Accepted for/Published in: Journal of Medical Internet Research
Date Submitted: Jul 2, 2025
Date Accepted: Oct 28, 2025
Warning: This is an author submission that is not peer-reviewed or edited. Preprints - unless they show as "accepted" - should not be relied on to guide clinical practice or health-related behavior and should not be reported in news media as established information.

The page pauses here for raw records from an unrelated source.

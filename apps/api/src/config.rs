use std::str::FromStr;
use std::time::Duration;

use anyhow::{ensure, Context, Result};

use crate::llm_client::{LlmSettings, MAX_ATTEMPTS_LIMIT};
use crate::pipeline::ranking::DEFAULT_INTERVIEW_SCORE_SCALE;

const DEFAULT_MAX_CV_BYTES: usize = 10 * 1024 * 1024;

/// Application configuration loaded from environment variables.
/// Startup fails if a required variable is missing or a value does not parse.
#[derive(Debug, Clone)]
pub struct Config {
    pub anthropic_api_key: String,
    pub port: u16,
    pub rust_log: String,
    pub llm_timeout_secs: u64,
    pub llm_max_retries: u32,
    /// Upper bound for one CV upload request body.
    pub max_cv_bytes: usize,
    /// Multiplier from the mean per-question interview score to the chart scale.
    pub interview_score_scale: f64,
}

impl Config {
    pub fn from_env() -> Result<Self> {
        dotenvy::dotenv().ok(); // load .env if present; ignore if missing

        Ok(Config {
            anthropic_api_key: require_env("ANTHROPIC_API_KEY")?,
            port: env_or("PORT", 8080)?,
            rust_log: std::env::var("RUST_LOG").unwrap_or_else(|_| "info".to_string()),
            llm_timeout_secs: env_or("LLM_TIMEOUT_SECS", 120)?,
            llm_max_retries: attempts(env_or("LLM_MAX_RETRIES", 3)?)?,
            max_cv_bytes: env_or("MAX_CV_BYTES", DEFAULT_MAX_CV_BYTES)?,
            interview_score_scale: env_or("INTERVIEW_SCORE_SCALE", DEFAULT_INTERVIEW_SCORE_SCALE)?,
        })
    }

    pub fn llm_settings(&self) -> LlmSettings {
        LlmSettings {
            timeout: Duration::from_secs(self.llm_timeout_secs),
            max_attempts: self.llm_max_retries,
        }
    }
}

impl Default for Config {
    /// Defaults for everything but the API key, which is left empty.
    fn default() -> Self {
        Config {
            anthropic_api_key: String::new(),
            port: 8080,
            rust_log: "info".to_string(),
            llm_timeout_secs: 120,
            llm_max_retries: 3,
            max_cv_bytes: DEFAULT_MAX_CV_BYTES,
            interview_score_scale: DEFAULT_INTERVIEW_SCORE_SCALE,
        }
    }
}

fn require_env(key: &str) -> Result<String> {
    std::env::var(key).with_context(|| format!("Required environment variable '{key}' is not set"))
}

fn env_or<T>(key: &str, default: T) -> Result<T>
where
    T: FromStr,
    T::Err: std::error::Error + Send + Sync + 'static,
{
    match std::env::var(key) {
        Ok(raw) => parse_value(key, &raw),
        Err(_) => Ok(default),
    }
}

fn attempts(value: u32) -> Result<u32> {
    ensure!(
        (1..=MAX_ATTEMPTS_LIMIT).contains(&value),
        "LLM_MAX_RETRIES must be between 1 and {MAX_ATTEMPTS_LIMIT}, got {value}"
    );
    Ok(value)
}

fn parse_value<T>(key: &str, raw: &str) -> Result<T>
where
    T: FromStr,
    T::Err: std::error::Error + Send + Sync + 'static,
{
    raw.trim()
        .parse::<T>()
        .with_context(|| format!("{key} has an invalid value '{raw}'"))
}

#[cfg(test)]
mod tests {
    use super::*;

    #[test]
    fn test_parse_value_accepts_valid_numbers() {
        assert_eq!(parse_value::<u16>("PORT", " 9000 ").unwrap(), 9000);
        assert_eq!(
            parse_value::<f64>("INTERVIEW_SCORE_SCALE", "20").unwrap(),
            20.0
        );
    }

    #[test]
    fn test_parse_value_names_the_variable() {
        let err = parse_value::<u16>("PORT", "eighty").unwrap_err();
        assert!(err.to_string().contains("PORT"));
    }

    #[test]
    fn test_attempts_must_be_in_range() {
        assert_eq!(attempts(1).unwrap(), 1);
        assert_eq!(attempts(MAX_ATTEMPTS_LIMIT).unwrap(), MAX_ATTEMPTS_LIMIT);
        assert!(attempts(0).is_err());
        let err = attempts(4_000_000_000).unwrap_err();
        assert!(err.to_string().contains("LLM_MAX_RETRIES"));
    }

    #[test]
    fn test_llm_settings_follow_config() {
        let config = Config {
            llm_timeout_secs: 30,
            llm_max_retries: 5,
            ..Config::default()
        };
        let settings = config.llm_settings();
        assert_eq!(settings.timeout, Duration::from_secs(30));
        assert_eq!(settings.max_attempts, 5);
    }
}
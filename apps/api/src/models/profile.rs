use std::collections::HashSet;

use serde::{Deserialize, Serialize};

/// Structured extraction of one CV.
///
/// Every field falls back to an empty string or list when the extractor omits it,
/// so downstream code never sees a missing value.
#[derive(Debug, Clone, Default, PartialEq, Serialize, Deserialize)]
#[serde(default)]
pub struct CandidateProfile {
    pub name: String,
    pub email: String,
    pub phone: String,
    pub summary: String,
    pub skills: Vec<String>,
    pub experience: Vec<WorkExperience>,
    pub education: Vec<Education>,
}

#[derive(Debug, Clone, Default, PartialEq, Serialize, Deserialize)]
#[serde(default)]
pub struct WorkExperience {
    pub job_title: String,
    pub company: String,
    pub duration: String,
    pub responsibilities: String,
}

#[derive(Debug, Clone, Default, PartialEq, Serialize, Deserialize)]
#[serde(default)]
pub struct Education {
    pub degree: String,
    pub university: String,
    pub graduation_year: String,
}

impl CandidateProfile {
    /// Skills are a set: drops blanks and case-insensitive duplicates, keeping the first spelling.
    pub fn normalized(mut self) -> Self {
        let mut seen = HashSet::new();
        self.skills = self
            .skills
            .into_iter()
            .map(|s| s.trim().to_string())
            .filter(|s| !s.is_empty() && seen.insert(s.to_lowercase()))
            .collect();
        self
    }

    /// First word of the candidate's name, used as a short chart label.
    pub fn display_name(&self) -> &str {
        self.name.split_whitespace().next().unwrap_or_default()
    }
}
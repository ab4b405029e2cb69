//! Session store — the single owner of mutable pipeline state.
//!
//! State only changes through `SessionCommand`s. Each dispatch, including a
//! guarded multi-command dispatch, happens under one write lock, so readers see
//! either the whole change or none of it.

use std::sync::Arc;

use serde::Serialize;
use thiserror::Error;
use tokio::sync::RwLock;
use tracing::{debug, info};
use uuid::Uuid;

use crate::models::{Candidate, JobDescription};
use crate::pipeline::phase::{validate_transition, Phase, TransitionError};

#[derive(Debug, Clone, Default, PartialEq, Serialize)]
pub struct SessionState {
    pub current_phase: Phase,
    pub job_description: Option<JobDescription>,
    pub candidates: Vec<Candidate>,
    pub selected_candidate_id: Option<Uuid>,
}

#[derive(Debug, Clone, PartialEq)]
pub enum SessionCommand {
    /// Unconditional; guarded moves go through `SessionStore::transition_to`.
    SetPhase(Phase),
    SetJobDescription(JobDescription),
    SetCandidates(Vec<Candidate>),
    /// Replaces the candidate with the same id. No-op when absent.
    UpdateCandidate(Candidate),
    /// `UpdateCandidate` for each element, applied as one change.
    UpdateCandidates(Vec<Candidate>),
    SetSelectedCandidate(Option<Uuid>),
    Reset,
}

#[derive(Debug, Clone, PartialEq, Eq, Error)]
pub enum SessionError {
    #[error(transparent)]
    Transition(#[from] TransitionError),

    #[error("the job description is already confirmed for this session")]
    JobDescriptionFrozen,

    #[error("this operation belongs to the {expected:?} phase but the session is in {actual:?}")]
    WrongPhase { expected: Phase, actual: Phase },

    #[error("candidate {0} not found")]
    UnknownCandidate(Uuid),
}

impl SessionState {
    pub fn apply(mut self, command: SessionCommand) -> Self {
        match command {
            SessionCommand::SetPhase(phase) => self.current_phase = phase,
            SessionCommand::SetJobDescription(jd) => self.job_description = Some(jd),
            SessionCommand::SetCandidates(candidates) => self.candidates = candidates,
            SessionCommand::UpdateCandidate(candidate) => self.replace_candidate(candidate),
            SessionCommand::UpdateCandidates(candidates) => {
                for candidate in candidates {
                    self.replace_candidate(candidate);
                }
            }
            SessionCommand::SetSelectedCandidate(id) => self.selected_candidate_id = id,
            SessionCommand::Reset => return SessionState::default(),
        }
        self
    }

    fn replace_candidate(&mut self, candidate: Candidate) {
        match self.candidates.iter_mut().find(|c| c.id == candidate.id) {
            Some(slot) => *slot = candidate,
            None => debug!("update for unknown candidate {} ignored", candidate.id),
        }
    }

    /// Merges each result onto the stored record with the same id. Ids that are
    /// no longer stored are dropped.
    pub fn merge_results<T>(
        &self,
        results: Vec<(Uuid, T)>,
        merge: impl Fn(Candidate, T) -> Candidate,
    ) -> Vec<Candidate> {
        results
            .into_iter()
            .filter_map(|(id, value)| self.candidate(id).map(|c| merge(c.clone(), value)))
            .collect()
    }

    pub fn candidate(&self, id: Uuid) -> Option<&Candidate> {
        self.candidates.iter().find(|c| c.id == id)
    }

    pub fn selected_candidate(&self) -> Option<&Candidate> {
        self.selected_candidate_id.and_then(|id| self.candidate(id))
    }

    pub fn require_phase(&self, expected: Phase) -> Result<(), SessionError> {
        if self.current_phase == expected {
            Ok(())
        } else {
            Err(SessionError::WrongPhase {
                expected,
                actual: self.current_phase,
            })
        }
    }
}

/// Cloneable handle to the session. Passed explicitly to whoever needs it.
#[derive(Clone, Default)]
pub struct SessionStore {
    inner: Arc<RwLock<SessionState>>,
}

impl SessionStore {
    pub fn new() -> Self {
        Self::default()
    }

    /// A consistent copy of the whole state.
    pub async fn snapshot(&self) -> SessionState {
        self.inner.read().await.clone()
    }

    pub async fn dispatch(&self, command: SessionCommand) {
        let mut guard = self.inner.write().await;
        let state = std::mem::take(&mut *guard);
        *guard = state.apply(command);
    }

    /// Runs `decide` against the current state and applies the commands it
    /// returns, all under one write lock. Nothing is applied when it fails.
    pub async fn dispatch_guarded<T, E>(
        &self,
        decide: impl FnOnce(&SessionState) -> Result<(Vec<SessionCommand>, T), E>,
    ) -> Result<T, E> {
        let mut guard = self.inner.write().await;
        let (commands, value) = decide(&*guard)?;
        let mut state = std::mem::take(&mut *guard);
        for command in commands {
            state = state.apply(command);
        }
        *guard = state;
        Ok(value)
    }

    pub async fn set_phase(&self, phase: Phase) {
        self.dispatch(SessionCommand::SetPhase(phase)).await;
    }

    pub async fn set_job_description(&self, jd: JobDescription) {
        self.dispatch(SessionCommand::SetJobDescription(jd)).await;
    }

    pub async fn set_candidates(&self, candidates: Vec<Candidate>) {
        self.dispatch(SessionCommand::SetCandidates(candidates)).await;
    }

    pub async fn update_candidate(&self, candidate: Candidate) {
        self.dispatch(SessionCommand::UpdateCandidate(candidate)).await;
    }

    pub async fn update_candidates(&self, candidates: Vec<Candidate>) {
        self.dispatch(SessionCommand::UpdateCandidates(candidates)).await;
    }

    pub async fn set_selected_candidate(&self, id: Option<Uuid>) {
        self.dispatch(SessionCommand::SetSelectedCandidate(id)).await;
    }

    pub async fn reset(&self) {
        self.dispatch(SessionCommand::Reset).await;
        info!("session reset");
    }

    /// Guarded phase change. See `validate_transition` for the rules.
    pub async fn transition_to(&self, target: Phase) -> Result<Phase, SessionError> {
        let from = self
            .dispatch_guarded(|state| {
                validate_transition(state, target)?;
                Ok::<_, SessionError>((vec![SessionCommand::SetPhase(target)], state.current_phase))
            })
            .await?;
        info!("phase {} -> {}", from.title(), target.title());
        Ok(target)
    }
}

Actors, Structural Factors, and Bricolage in Public Sector Innovation Processes: Implementing and Sustaining eHealth Solutions in Healthcare
ABSTRACT
Background:
A growing body of literature exists on the drivers and barriers to innovation in the public sector. However, there is an incomplete understanding of the actors involved in innovation processes and how they overcome barriers. This article explores the work of actors involved in 3 different innovation processes attempting to implement and sustain eHealth solutions in healthcare.
Objective:
Our study aims to investigate the actors involved in innovation processes and explore how they overcome barriers, transforming them into drivers of innovation.
Methods:
We conducted a multiple-case study involving 5 semi-structured interviews, 13 focus groups with healthcare professionals, management, trainers, and policy makers, participant observations of training sessions, and document analysis to understand the roles of various actors in the innovation process and to investigate their strategies for overcoming barriers. The research design employed an abductive approach. An iterative process led us to integrate the dramaturgical approach with the concept of bricolage as a sensitising concept, which subsequently guided the directed content analyses for this study.
Results:
The results of our study reveal that structural factors determine which roles actors can assume during innovation processes and which strategies it is possible to pursue to overcome barriers. Barriers such as departmental collaboration issues, the COVID-19 pandemic, 24/7 operational demands, inadequate information and communication technology infrastructure, and staff resistance were mitigated through adaptation, creative measures, and resourceful improvisation. The findings indicate that these bricolage strategies were enabled due to several key factors: (1) the technology was deployed at the exact location as the project manager and assistant, ensuring direct oversight; (2) the project management team was consistently available, offering continual support; (3) regular evaluations were conducted to assess progress and effectiveness; and (4) a diverse group of superusers was accessible to provide specialised assistance and support. These favourable conditions facilitated the practical overcoming of barriers, in contrast to the other 2 cases where such supportive elements were absent.
Conclusions:
This study contributes to our understanding of public sector innovation by highlighting the complex interplay between actors and structural factors. We found that mediators and service specialists, through their presence in day-to-day activities and geographical proximity, can create communication channels that yield critical insight into staff interaction, instances of silent resistance, and the challenges faced with eHealth solutions. These insights empower actors to employ bricolage strategies that effectively mitigate complexity and transform barriers into drivers of innovation. The theoretical blending highlights the limitations of relying solely on one perspective and emphasises the capacity for actors to negotiate and transform their environments.